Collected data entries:
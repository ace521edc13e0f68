//! The `error` module defines the error type used throughout `mqpush`.
//!
//! All fallible paths in the bridge surface as a [`BridgeError`] so that
//! callers can propagate failures with `?` and log them uniformly.

use thiserror::Error;

#[derive(Error, Debug)]
pub enum BridgeError {
    #[error("configuration error: {0}")]
    Config(#[from] config::ConfigError),

    #[error("invalid topic filter '{filter}': {reason}")]
    InvalidFilter { filter: String, reason: &'static str },

    #[error("mqtt client error: {0}")]
    Mqtt(#[from] rumqttc::ClientError),

    #[error("websocket error: {0}")]
    WebSocket(#[from] tungstenite::Error),

    #[error("i/o error: {0}")]
    Io(#[from] std::io::Error),

    #[error("mqtt command channel closed")]
    ChannelClosed,
}
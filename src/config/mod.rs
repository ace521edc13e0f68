mod settings;

use crate::config::settings::PartialSettings;
use config::{Config, ConfigError, Environment, File};

pub use settings::{BridgeSettings, MqttSettings, ServerSettings, Settings};

/// Loads the configuration from the default file and environment variables.
/// Merges the configuration with default values.
/// Returns a `Settings` struct containing the server, MQTT, and bridge
/// configurations. Environment keys use `__` as the section separator
/// (e.g. `MQTT__HOST`, `SERVER__PORT`).
pub fn load_config() -> Result<Settings, ConfigError> {
    let builder = Config::builder()
        .add_source(File::with_name("config/default").required(false))
        .add_source(Environment::default().separator("__").try_parsing(true));

    let config = builder.build()?;

    // Try to deserialize what is available
    let partial: PartialSettings = config.try_deserialize()?;

    // Merge with defaults
    let default = Settings::default();

    Ok(Settings {
        server: ServerSettings {
            host: partial
                .server
                .as_ref()
                .and_then(|s| s.host.clone())
                .unwrap_or(default.server.host),
            port: partial
                .server
                .as_ref()
                .and_then(|s| s.port)
                .unwrap_or(default.server.port),
        },
        mqtt: MqttSettings {
            host: partial
                .mqtt
                .as_ref()
                .and_then(|m| m.host.clone())
                .unwrap_or(default.mqtt.host),
            port: partial
                .mqtt
                .as_ref()
                .and_then(|m| m.port)
                .unwrap_or(default.mqtt.port),
            client_id: partial
                .mqtt
                .as_ref()
                .and_then(|m| m.client_id.clone())
                .unwrap_or(default.mqtt.client_id),
            keep_alive_secs: partial
                .mqtt
                .as_ref()
                .and_then(|m| m.keep_alive_secs)
                .unwrap_or(default.mqtt.keep_alive_secs),
            reconnect_secs: partial
                .mqtt
                .as_ref()
                .and_then(|m| m.reconnect_secs)
                .unwrap_or(default.mqtt.reconnect_secs),
            qos: partial
                .mqtt
                .as_ref()
                .and_then(|m| m.qos)
                .unwrap_or(default.mqtt.qos),
            username: partial
                .mqtt
                .as_ref()
                .and_then(|m| m.username.clone())
                .or(default.mqtt.username),
            password: partial
                .mqtt
                .as_ref()
                .and_then(|m| m.password.clone())
                .or(default.mqtt.password),
        },
        bridge: BridgeSettings {
            max_connections: partial
                .bridge
                .as_ref()
                .and_then(|b| b.max_connections)
                .unwrap_or(default.bridge.max_connections),
            client_buffer: partial
                .bridge
                .as_ref()
                .and_then(|b| b.client_buffer)
                .unwrap_or(default.bridge.client_buffer),
        },
    })
}
use std::collections::HashSet;

use crate::utils::error::BridgeError;

pub type ClientId = String;

/// A validated MQTT topic filter.
///
/// Filters are split into levels on `/`. A `+` matches exactly one level,
/// a `#` matches any number of remaining levels (including none) and may
/// only appear as the final level. Wildcard characters may not occur inside
/// a level (`a+/b` is invalid).
#[derive(Debug, Clone, PartialEq, Eq, Hash)]
pub struct TopicFilter {
    raw: String,
}

impl TopicFilter {
    /// Validates `raw` against the MQTT filter rules and wraps it.
    pub fn parse(raw: &str) -> Result<Self, BridgeError> {
        let invalid = |reason| BridgeError::InvalidFilter {
            filter: raw.to_string(),
            reason,
        };

        if raw.is_empty() {
            return Err(invalid("filter must not be empty"));
        }
        if raw.contains('\0') {
            return Err(invalid("filter must not contain NUL"));
        }

        let levels: Vec<&str> = raw.split('/').collect();
        for (i, level) in levels.iter().enumerate() {
            if level.contains('#') {
                if *level != "#" {
                    return Err(invalid("'#' must occupy a whole level"));
                }
                if i != levels.len() - 1 {
                    return Err(invalid("'#' is only allowed as the last level"));
                }
            }
            if level.contains('+') && *level != "+" {
                return Err(invalid("'+' must occupy a whole level"));
            }
        }

        Ok(Self {
            raw: raw.to_string(),
        })
    }

    pub fn as_str(&self) -> &str {
        &self.raw
    }

    /// Matches a concrete topic against this filter.
    ///
    /// `#` also matches the parent level (`a/#` matches `a`). Filters that
    /// start with a wildcard never match topics starting with `$`, so a
    /// client subscribed to `#` does not receive `$SYS` traffic.
    pub fn matches(&self, topic: &str) -> bool {
        if topic.starts_with('$') && (self.raw.starts_with('+') || self.raw.starts_with('#')) {
            return false;
        }

        let mut filter_levels = self.raw.split('/');
        let mut topic_levels = topic.split('/');

        loop {
            match (filter_levels.next(), topic_levels.next()) {
                (Some("#"), _) => return true,
                (Some("+"), Some(_)) => continue,
                (Some(f), Some(t)) if f == t => continue,
                (None, None) => return true,
                _ => return false,
            }
        }
    }
}

/// Returns true if `topic` contains no wildcard characters.
///
/// Publishes must name a concrete topic; only subscriptions may carry
/// wildcards.
pub fn is_concrete(topic: &str) -> bool {
    !topic.is_empty() && !topic.contains('+') && !topic.contains('#')
}

/// One active upstream filter and the clients subscribed to it.
///
/// The bridge holds exactly one MQTT subscription per `Subscription`,
/// however many clients share it. Adding and removing subscribers has no
/// effect on subscribers that are already present or absent.
#[derive(Debug)]
pub struct Subscription {
    pub filter: TopicFilter,
    pub subscribers: HashSet<ClientId>,
}

impl Subscription {
    pub fn new(filter: TopicFilter) -> Self {
        Self {
            filter,
            subscribers: HashSet::new(),
        }
    }

    pub fn add(&mut self, id: ClientId) {
        self.subscribers.insert(id);
    }

    pub fn remove(&mut self, id: &ClientId) {
        self.subscribers.remove(id);
    }

    pub fn is_empty(&self) -> bool {
        self.subscribers.is_empty()
    }
}
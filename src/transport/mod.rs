//! The `transport` module is responsible for handling network communication
//! with browser clients over WebSockets.
//!
//! It defines the JSON messaging protocol used between clients and the
//! bridge, and implements the WebSocket server itself, managing connections,
//! message parsing, and forwarding client requests to the bridge and the
//! upstream MQTT session.

pub mod message;
pub mod websocket;
//! The `utils` module provides shared plumbing used across the `mqpush`
//! application: the bridge-wide error type and logging initialization.

pub mod error;
pub mod logging;
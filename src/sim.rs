use std::sync::{Arc, Mutex, MutexGuard, PoisonError};
use std::time::Duration;

use tokio::select;
use tokio::sync::watch;
use tokio::time::{self, Instant, MissedTickBehavior};
use tracing::{debug, info, trace};

use crate::api::CurtainState;
use crate::config::SimConfig;
use crate::curtain::{self, Completer, Completion, Curtain};
use crate::delivery::{self, exited, Publisher, Relay, Subscription};
use crate::{limit, motion};

const MIN_TICK: Duration = Duration::from_millis(1);

/// In-process curtain that moves one unit per tick.
///
/// Handles are cheap to clone and share one device. The worker keeps
/// running until [`shutdown`](Curtain::shutdown) is called, even when every
/// handle has been dropped.
#[derive(Clone)]
pub struct SimulatedCurtain {
    inner: Arc<Inner>,
}

struct Inner {
    config: SimConfig,
    device: Mutex<Device>,
    exit: watch::Sender<bool>,
    completion: Completion,
    position: Subscription<i32>,
    state: Subscription<CurtainState>,
}

struct Relays {
    position: Relay<i32>,
    state: Relay<CurtainState>,
}

struct Device {
    current: i32,
    target: i32,
    movement: CurtainState,
    shutdown: bool,
    // Present until the worker starts or the device shuts down unstarted.
    relays: Option<Relays>,
    position_tx: Option<Publisher<i32>>,
    state_tx: Option<Publisher<CurtainState>>,
    completer: Option<Completer>,
}

impl SimulatedCurtain {
    pub fn new(config: SimConfig) -> Self {
        let (position_tx, position_relay, position) =
            delivery::channel("position", config.backlog);
        let (state_tx, state_relay, state) = delivery::channel("state", config.backlog);
        let (completer, completion) = curtain::completion();
        let (exit, _) = watch::channel(false);

        let at = config.travel.limit(config.initial_position);
        let device = Device {
            current: at,
            target: at,
            movement: CurtainState::Stopped,
            shutdown: false,
            relays: Some(Relays {
                position: position_relay,
                state: state_relay,
            }),
            position_tx: Some(position_tx),
            state_tx: Some(state_tx),
            completer: Some(completer),
        };

        Self {
            inner: Arc::new(Inner {
                config,
                device: Mutex::new(device),
                exit,
                completion,
                position,
                state,
            }),
        }
    }

    pub fn config(&self) -> &SimConfig {
        &self.inner.config
    }
}

impl Default for SimulatedCurtain {
    fn default() -> Self {
        Self::new(SimConfig::default())
    }
}

impl Curtain for SimulatedCurtain {
    /// # Panics
    /// The first call spawns the worker, so it must happen inside a Tokio
    /// runtime.
    fn init(&self) -> Completion {
        let mut device = self.inner.device();
        if let Some(relays) = device.relays.take() {
            let exit = self.inner.exit.subscribe();
            tokio::spawn(relays.position.run(exit.clone()));
            tokio::spawn(relays.state.run(exit.clone()));
            tokio::spawn(run_worker(self.inner.clone(), exit));
            debug!(tick = ?self.inner.config.tick, position = device.current, "curtain worker started");
        }
        self.inner.completion.clone()
    }

    fn set_target_position(&self, position: i32) {
        let target = self.inner.config.travel.limit(position);
        if !limit::is_within(position) {
            debug!(requested = position, target, "target outside range of travel");
        }

        let mut device = self.inner.device();
        if device.shutdown {
            return;
        }
        device.target = target;
        debug!(
            target,
            current = device.current,
            steps = motion::steps_needed(device.current, target),
            "target position set"
        );
    }

    fn query(&self) {
        let device = self.inner.device();
        device.inform_state(device.movement);
        device.inform_position(device.current);
    }

    fn position(&self) -> Subscription<i32> {
        self.inner.position.clone()
    }

    fn state(&self) -> Subscription<CurtainState> {
        self.inner.state.clone()
    }

    fn shutdown(&self) {
        {
            let mut device = self.inner.device();
            if device.relays.is_some() {
                // never started, no worker to hand this to
                device.terminate();
            }
        }
        self.inner.exit.send_replace(true);
    }
}

impl Inner {
    fn device(&self) -> MutexGuard<'_, Device> {
        self.device.lock().unwrap_or_else(PoisonError::into_inner)
    }

    fn tick(&self) {
        self.device().tick();
    }

    fn terminate(&self) {
        self.device().terminate();
    }
}

async fn run_worker(inner: Arc<Inner>, mut exit: watch::Receiver<bool>) {
    let period = inner.config.tick.max(MIN_TICK);
    let mut ticker = time::interval_at(Instant::now() + period, period);
    ticker.set_missed_tick_behavior(MissedTickBehavior::Delay);

    loop {
        select! {
            _ = ticker.tick() => inner.tick(),
            _ = exited(&mut exit) => break,
        }
    }

    drop(ticker);
    inner.terminate();
}

impl Device {
    fn tick(&mut self) {
        if self.shutdown {
            return;
        }
        let next = motion::step(self.current, self.target);
        self.update_state(next.state);
        self.update_position(next.position);
    }

    fn update_state(&mut self, v: CurtainState) {
        if self.movement == v {
            return;
        }
        debug!(from = %self.movement, to = %v, position = self.current, "movement changed");
        self.movement = v;
        self.inform_state(v);
    }

    fn update_position(&mut self, v: i32) {
        if self.current == v {
            return;
        }
        trace!(position = v, target = self.target, "tick");
        self.current = v;
        self.inform_position(v);
    }

    fn inform_state(&self, v: CurtainState) {
        if let Some(tx) = &self.state_tx {
            tx.publish(v);
        }
    }

    fn inform_position(&self, v: i32) {
        if let Some(tx) = &self.position_tx {
            tx.publish(v);
        }
    }

    /// Closes both subscriptions and resolves the completion as graceful.
    fn terminate(&mut self) {
        if self.shutdown {
            return;
        }
        self.shutdown = true;
        self.relays = None;
        self.position_tx = None;
        self.state_tx = None;
        if let Some(completer) = self.completer.take() {
            completer.finish();
        }
        info!(position = self.current, target = self.target, "curtain shut down");
    }
}

#[cfg(test)]
mod tests {
    use tokio_test::{assert_pending, assert_ready_eq, task};

    use super::*;
    use crate::limit::Travel;

    fn fast() -> SimConfig {
        SimConfig::default().with_tick(Duration::from_millis(1))
    }

    #[test]
    fn starts_dormant_at_initial_position() {
        let curtain = SimulatedCurtain::new(fast().with_initial_position(30));
        let device = curtain.inner.device();
        assert_eq!(device.current, 30);
        assert_eq!(device.target, 30);
        assert_eq!(device.movement, CurtainState::Stopped);
        assert!(device.relays.is_some());
    }

    #[test]
    fn initial_position_is_limited() {
        let curtain = SimulatedCurtain::new(fast().with_initial_position(250));
        assert_eq!(curtain.inner.device().current, 100);
    }

    #[test]
    fn target_is_clamped_by_default() {
        let curtain = SimulatedCurtain::new(fast());
        curtain.set_target_position(-40);
        assert_eq!(curtain.inner.device().target, 0);
        curtain.set_target_position(400);
        assert_eq!(curtain.inner.device().target, 100);
    }

    #[test]
    fn unbounded_travel_keeps_target() {
        let curtain = SimulatedCurtain::new(fast().with_travel(Travel::Unbounded));
        curtain.set_target_position(400);
        assert_eq!(curtain.inner.device().target, 400);
    }

    #[test]
    fn tick_moves_one_unit_and_suppresses_repeats() {
        let curtain = SimulatedCurtain::new(fast());
        curtain.set_target_position(2);

        for _ in 0..5 {
            curtain.inner.tick();
        }
        let device = curtain.inner.device();
        assert_eq!(device.current, 2);
        assert_eq!(device.movement, CurtainState::Stopped);
    }

    #[test]
    fn shutdown_before_init_completes_inline() {
        let curtain = SimulatedCurtain::new(fast());
        curtain.shutdown();

        let mut done = task::spawn(curtain.inner.completion.clone());
        assert_ready_eq!(done.poll(), Ok(()));
        assert!(curtain.inner.device().shutdown);

        // no runtime here: a terminated curtain must not try to spawn
        let again = curtain.init();
        assert_eq!(again.peek(), Some(Ok(())));
    }

    #[tokio::test(start_paused = true)]
    async fn completion_pending_while_running() {
        let curtain = SimulatedCurtain::new(fast());
        let mut done = task::spawn(curtain.init());
        time::sleep(Duration::from_millis(20)).await;
        assert_pending!(done.poll());

        curtain.shutdown();
        assert_eq!(done.await, Ok(()));
    }

    #[tokio::test(start_paused = true)]
    async fn commands_after_shutdown_are_ignored() {
        let curtain = SimulatedCurtain::new(fast());
        let done = curtain.init();
        curtain.shutdown();
        done.await.unwrap();

        curtain.set_target_position(80);
        curtain.query();
        curtain.inner.tick();

        let device = curtain.inner.device();
        assert_eq!(device.target, 0);
        assert_eq!(device.current, 0);
    }
}
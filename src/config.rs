use std::time::Duration;

use crate::limit::{Travel, FULLY_OPEN};

/// Default interval between two ticks of the simulated motor.
pub const DEFAULT_TICK: Duration = Duration::from_millis(250);

/// Capacity of the per-subscription queue between the worker and its relay.
#[derive(Debug, Clone, Copy, PartialEq, Eq, Default)]
pub enum Backlog {
    /// Every value is kept until it is delivered or the curtain shuts down.
    #[default]
    Unbounded,
    /// At most `n` values wait for delivery; the oldest are overwritten, so
    /// the latest value is never lost.
    Bounded(usize),
}

/// Settings for a [`SimulatedCurtain`](crate::SimulatedCurtain).
///
/// `initial_position` goes through `travel` the same way targets do.
#[derive(Debug, Clone)]
pub struct SimConfig {
    pub tick: Duration,
    pub initial_position: i32,
    pub travel: Travel,
    pub backlog: Backlog,
}

impl Default for SimConfig {
    fn default() -> Self {
        Self {
            tick: DEFAULT_TICK,
            initial_position: FULLY_OPEN,
            travel: Travel::default(),
            backlog: Backlog::default(),
        }
    }
}

impl SimConfig {
    pub fn with_tick(mut self, tick: Duration) -> Self {
        self.tick = tick;
        self
    }

    pub fn with_initial_position(mut self, at: i32) -> Self {
        self.initial_position = at;
        self
    }

    pub fn with_travel(mut self, travel: Travel) -> Self {
        self.travel = travel;
        self
    }

    pub fn with_backlog(mut self, backlog: Backlog) -> Self {
        self.backlog = backlog;
        self
    }
}
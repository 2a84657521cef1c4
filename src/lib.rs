//! # Curtains
//! Controller contract for motorized window coverings, plus a simulator.
//!
//! A [`Curtain`] is driven to a target position between 0 (fully open) and
//! 100 (fully closed). Progress is reported asynchronously on two
//! [`Subscription`]s, one for the position and one for the
//! [`CurtainState`]. The [`Completion`] returned by [`Curtain::init`]
//! resolves once, when the controller is gone.
//!
//! [`SimulatedCurtain`] implements the contract with a background worker
//! that moves one unit per tick.

pub mod api;
pub mod cli;
pub mod config;
pub mod curtain;
pub mod delivery;
pub mod error;
pub mod limit;
mod motion;
pub mod sim;

pub use api::CurtainState;
pub use config::{Backlog, SimConfig};
pub use curtain::{completion, Completer, Completion, Curtain};
pub use delivery::Subscription;
pub use error::{Error, Result};
pub use limit::Travel;
pub use sim::SimulatedCurtain;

Problem statement:
Working from the data above, extract solely the lines from the one containing "debug!(from = %self.movement, to" through the one containing "fn fast() ->", exactly as they appear, both included.

Answer area:
        debug!(from = %self.movement, to = %v, position = self.current, "movement changed");
        self.movement = v;
        self.inform_state(v);
    }

    fn update_position(&mut self, v: i32) {
        if self.current == v {
            return;
        }
        trace!(position = v, target = self.target, "tick");
        self.current = v;
        self.inform_position(v);
    }

    fn inform_state(&self, v: CurtainState) {
        if let Some(tx) = &self.state_tx {
            tx.publish(v);
        }
    }

    fn inform_position(&self, v: i32) {
        if let Some(tx) = &self.position_tx {
            tx.publish(v);
        }
    }

    /// Closes both subscriptions and resolves the completion as graceful.
    fn terminate(&mut self) {
        if self.shutdown {
            return;
        }
        self.shutdown = true;
        self.relays = None;
        self.position_tx = None;
        self.state_tx = None;
        if let Some(completer) = self.completer.take() {
            completer.finish();
        }
        info!(position = self.current, target = self.target, "curtain shut down");
    }
}

#[cfg(test)]
mod tests {
    use tokio_test::{assert_pending, assert_ready_eq, task};

    use super::*;
    use crate::limit::Travel;

    fn fast() -> SimConfig {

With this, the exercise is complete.